Mild hypothermia and vitrification increase the mRNA expression of cold-inducible proteins in bovine oocytes and cumulus cells

Abstract

Altres ajuts: acords transformatius de la UAB

The cold-inducible RNA-binding protein (CIRBP) assists cells in adapting to new environmental conditions stabilizing specific mRNAs and promoting their translation. CIRBP participates in anti-apoptotic and anti-senescence processes, and its expression is induced by mild hypothermia, which may be advantageous to oocytes during vitrification. Several newly discovered small molecules, like zr17-2, mimic the effects of cold temperatures by increasing the expression of CIRBP at normothermia.

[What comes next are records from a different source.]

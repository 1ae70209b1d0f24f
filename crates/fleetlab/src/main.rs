mod commands;
mod connect;

use clap::{Args, Parser, Subcommand};
use colored::Colorize;
use fleetlab_backend::{Arch, GroupKind, GroupName, NodeSelector};
use std::path::PathBuf;
use std::process::ExitCode;
use tracing_subscriber::EnvFilter;

#[derive(Parser)]
#[command(name = "fleetlab")]
#[command(about = "Short-lived Aerospike clusters and client machines on Docker, AWS or GCP", long_about = None)]
struct Cli {
    /// Debug logging (RUST_LOG takes precedence)
    #[arg(short, long, global = true)]
    verbose: bool,

    #[command(subcommand)]
    command: Commands,
}

#[derive(Subcommand)]
enum Commands {
    /// List clusters, clients, templates and provider resources
    Inventory {
        /// Only resources owned by this user
        #[arg(long)]
        owner: Option<String>,
        /// Comma-separated items (clusters,clients,templates,firewalls,subnets,volumes,expiry)
        #[arg(long, value_delimiter = ',')]
        items: Vec<String>,
        #[arg(long)]
        json: bool,
    },
    /// Manage database clusters
    #[command(subcommand)]
    Cluster(GroupCommands),
    /// Manage client groups
    #[command(subcommand)]
    Client(GroupCommands),
    /// Open a shell on one node, or run a command on the selected nodes
    Attach {
        #[arg(short = 'n', long)]
        name: GroupName,
        /// Node selector
        #[arg(short = 'l', long = "nodes", default_value = "1")]
        nodes: NodeSelector,
        /// Attach to a client group instead of a cluster
        #[arg(long)]
        client: bool,
        /// Command to run (after --); a login shell when omitted
        #[arg(last = true)]
        command: Vec<String>,
    },
    /// Run a command on every selected node in parallel
    Exec {
        #[arg(short = 'n', long)]
        name: GroupName,
        /// Node selector, e.g. 1-3,5 or ALL
        #[arg(short = 'l', long = "nodes", default_value = "ALL")]
        nodes: NodeSelector,
        #[arg(long)]
        client: bool,
        /// Nodes to work on at once
        #[arg(long)]
        threads: Option<usize>,
        /// Command to run (after --)
        #[arg(last = true, required = true)]
        command: Vec<String>,
    },
    /// Copy files to nodes
    #[command(subcommand)]
    Files(FilesCommands),
    /// Scheduled removal of expired nodes
    #[command(subcommand)]
    Expiry(ExpiryCommands),
    /// Manage golden images
    #[command(subcommand)]
    Template(TemplateCommands),
    /// Show version information
    Version,
}

#[derive(Subcommand)]
enum GroupCommands {
    /// Create a new group
    Create(CreateArgs),
    /// Add nodes to an existing group
    Grow(CreateArgs),
    /// List groups and their nodes
    List {
        /// Only this group
        #[arg(short = 'n', long)]
        name: Option<GroupName>,
        #[arg(long)]
        json: bool,
    },
    /// Start stopped nodes
    Start(SelectArgs),
    /// Stop running nodes
    Stop(SelectArgs),
    /// Remove nodes
    Destroy {
        #[command(flatten)]
        select: SelectArgs,
        /// Also remove running nodes
        #[arg(short, long)]
        force: bool,
    },
    /// Change when nodes expire
    Expire {
        #[command(flatten)]
        select: SelectArgs,
        /// Time to live from now, e.g. 30h or 2d; 0 never expires
        #[arg(long)]
        expire: String,
    },
    /// Set a user label on every node of the group
    Label {
        #[arg(short = 'n', long)]
        name: GroupName,
        key: String,
        value: String,
    },
    /// Print node addresses
    Ips {
        #[arg(short = 'n', long)]
        name: GroupName,
        /// Private addresses instead of public ones
        #[arg(short, long)]
        internal: bool,
        #[arg(long)]
        json: bool,
    },
}

#[derive(Args)]
struct SelectArgs {
    #[arg(short = 'n', long)]
    name: GroupName,
    /// Node selector, e.g. 1-3,5 or ALL
    #[arg(short = 'l', long = "nodes", default_value = "ALL")]
    nodes: NodeSelector,
}

#[derive(Args)]
struct CreateArgs {
    #[arg(short = 'n', long)]
    name: GroupName,
    #[arg(short = 'c', long, default_value_t = 1)]
    count: u32,
    #[arg(long, default_value = "ubuntu")]
    distro: String,
    #[arg(long, default_value = "24.04")]
    distro_version: String,
    /// Aerospike version of the cluster template
    #[arg(long = "version", default_value = "latest")]
    aerospike_version: String,
    /// Defaults to the architecture of the instance type
    #[arg(long)]
    arch: Option<Arch>,
    /// Time to live, e.g. 30h; the group's expiry is kept when growing
    #[arg(long)]
    expire: Option<String>,
    /// Instance (AWS) or machine (GCP) type
    #[arg(long)]
    instance_type: Option<String>,
    /// Container image (Docker) or AMI (AWS) override
    #[arg(long)]
    image: Option<String>,
    /// Docker network, AWS subnet id or GCP subnet
    #[arg(long)]
    network: Option<String>,
    /// Security groups (AWS) or network tags (GCP)
    #[arg(long, value_delimiter = ',')]
    firewall: Vec<String>,
    /// Root disk size in GB
    #[arg(long)]
    disk_size: Option<u32>,
    /// Spot or preemptible capacity
    #[arg(long)]
    spot: bool,
    /// Client software installed on the group (clients only)
    #[arg(long)]
    client_type: Option<String>,
    /// Comma-separated feature names
    #[arg(long, value_delimiter = ',')]
    features: Vec<String>,
    /// Extra key=value tags
    #[arg(short = 't', long = "tag")]
    tags: Vec<String>,
}

#[derive(Subcommand)]
enum FilesCommands {
    /// Upload one local file to the selected nodes
    Upload {
        #[arg(short = 'n', long)]
        name: GroupName,
        #[arg(short = 'l', long = "nodes", default_value = "ALL")]
        nodes: NodeSelector,
        #[arg(long)]
        client: bool,
        local: PathBuf,
        remote: String,
    },
    /// Download one remote file from the selected nodes. With several
    /// nodes, each copy goes to LOCAL/<node>/
    Download {
        #[arg(short = 'n', long)]
        name: GroupName,
        #[arg(short = 'l', long = "nodes", default_value = "ALL")]
        nodes: NodeSelector,
        #[arg(long)]
        client: bool,
        remote: String,
        local: PathBuf,
    },
}

#[derive(Subcommand)]
enum ExpiryCommands {
    /// Show the installed expiry system
    Show {
        #[arg(long)]
        json: bool,
    },
    /// Install the provider's scheduled cleanup
    Install {
        #[arg(long)]
        region: Option<String>,
        /// Minutes between runs (configuration default when omitted)
        #[arg(long)]
        frequency: Option<u32>,
        /// Function package or source directory
        #[arg(long)]
        source: Option<PathBuf>,
    },
    /// Remove the scheduled cleanup
    Remove {
        #[arg(long)]
        region: Option<String>,
    },
    /// Change how often the cleanup runs
    Frequency {
        /// Minutes between runs
        minutes: u32,
    },
    /// Remove expired nodes now
    Run {
        /// Only report what would be removed
        #[arg(long)]
        dry_run: bool,
        #[arg(long)]
        json: bool,
    },
}

#[derive(Subcommand)]
enum TemplateCommands {
    /// List templates
    List {
        #[arg(long)]
        json: bool,
    },
    /// Build a template from a base image and an install script
    Create {
        #[command(flatten)]
        key: TemplateArgs,
        /// Shell script run as root on the builder
        #[arg(long)]
        script: PathBuf,
        /// Base image override
        #[arg(long)]
        base_image: Option<String>,
        /// Builder instance type
        #[arg(long)]
        instance_type: Option<String>,
    },
    /// Remove a template
    Destroy {
        #[command(flatten)]
        key: TemplateArgs,
    },
}

#[derive(Args)]
struct TemplateArgs {
    #[arg(long, default_value = "ubuntu")]
    distro: String,
    #[arg(long, default_value = "24.04")]
    distro_version: String,
    /// Aerospike version, or "client" for client templates
    #[arg(long = "version")]
    aerospike_version: String,
    #[arg(long, default_value = "amd64")]
    arch: Arch,
}

fn init_tracing(verbose: bool) {
    let default = if verbose { "debug" } else { "info" };
    let filter = EnvFilter::try_from_default_env().unwrap_or_else(|_| EnvFilter::new(default));
    tracing_subscriber::fmt()
        .with_env_filter(filter)
        .with_writer(std::io::stderr)
        .init();
}

#[tokio::main]
async fn main() -> ExitCode {
    let cli = Cli::parse();

    init_tracing(cli.verbose);

    match run(cli.command).await {
        Ok(()) => ExitCode::SUCCESS,
        Err(e) => {
            eprintln!("{} {:#}", "error:".red().bold(), e);
            ExitCode::FAILURE
        }
    }
}

async fn run(command: Commands) -> anyhow::Result<()> {
    // no configuration needed
    let command = match command {
        Commands::Version => {
            println!("fleetlab {}", env!("CARGO_PKG_VERSION"));
            return Ok(());
        }
        command => command,
    };

    let config = fleetlab_config::load()?;
    if let Some(source) = &config.source {
        tracing::debug!(path = %source.display(), "configuration loaded");
    }
    let fleet = connect::open(&config).await?;

    match command {
        Commands::Inventory { owner, items, json } => {
            commands::inventory::handle(&fleet, owner, &items, json).await?;
        }
        Commands::Cluster(cmd) => commands::group::handle(&fleet, GroupKind::Cluster, cmd).await?,
        Commands::Client(cmd) => commands::group::handle(&fleet, GroupKind::Client, cmd).await?,
        Commands::Attach {
            name,
            nodes,
            client,
            command,
        } => {
            commands::attach::handle(&fleet, group_kind(client), name, &nodes, command).await?;
        }
        Commands::Exec {
            name,
            nodes,
            client,
            threads,
            command,
        } => {
            commands::exec::handle(&fleet, group_kind(client), name, &nodes, threads, command)
                .await?;
        }
        Commands::Files(FilesCommands::Upload {
            name,
            nodes,
            client,
            local,
            remote,
        }) => {
            commands::files::upload(&fleet, group_kind(client), name, &nodes, &local, remote)
                .await?;
        }
        Commands::Files(FilesCommands::Download {
            name,
            nodes,
            client,
            remote,
            local,
        }) => {
            commands::files::download(&fleet, group_kind(client), name, &nodes, &remote, &local)
                .await?;
        }
        Commands::Expiry(cmd) => commands::expiry::handle(&fleet, &config, cmd).await?,
        Commands::Template(cmd) => commands::template::handle(&fleet, cmd).await?,
        Commands::Version => {}
    }

    Ok(())
}

fn group_kind(client: bool) -> GroupKind {
    if client {
        GroupKind::Client
    } else {
        GroupKind::Cluster
    }
}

This study aimed to evaluate the mRNA changes of a group of cold-inducible protein-encoding and apoptotic genes in response to exogenous supplementation of zr17-2 (experiment 1) or CIRBP (experiment 2) in vitro matured bovine oocytes and their cumulus cells. In experiment 1, cumulus-oocyte complexes (COCs) were randomly exposed to three concentrations of zr17-2 (1, 10, and 100 μM) during 24 h of in vitro maturation (IVM) under normothermia (38.5 °C) or mild hypothermia (34 °C) culture conditions. In experiment 2, COCs were randomly exposed to three concentrations of CIRBP (2, 4, and 6 μg/mL) or subjected to mild hypothermia (34 °C), followed by oocyte vitrification/warming after 20 h of IVM. The quantification of the selected gene transcript expression was performed separately in oocytes and cumulus cells by quantitative real-time PCR. We show that oocytes and cumulus cells exhibited similar mRNA expression responses to mild hypothermia and vitrification. However, minor differences were observed when COCs were exposed to exogenous supplementation with zr17-2 and CIRBP. In conclusion, the alterations observed in the mRNA expression in these experimental conditions may impact the quality of the cumulus-oocyte complexes in terms of vitrification and sublethal hypothermia challenges. In this sense, our results should complement other oocyte quality assessments for its application in future assisted reproductive techniques in the bovine species, including improving oocyte cryotolerance to vitrification.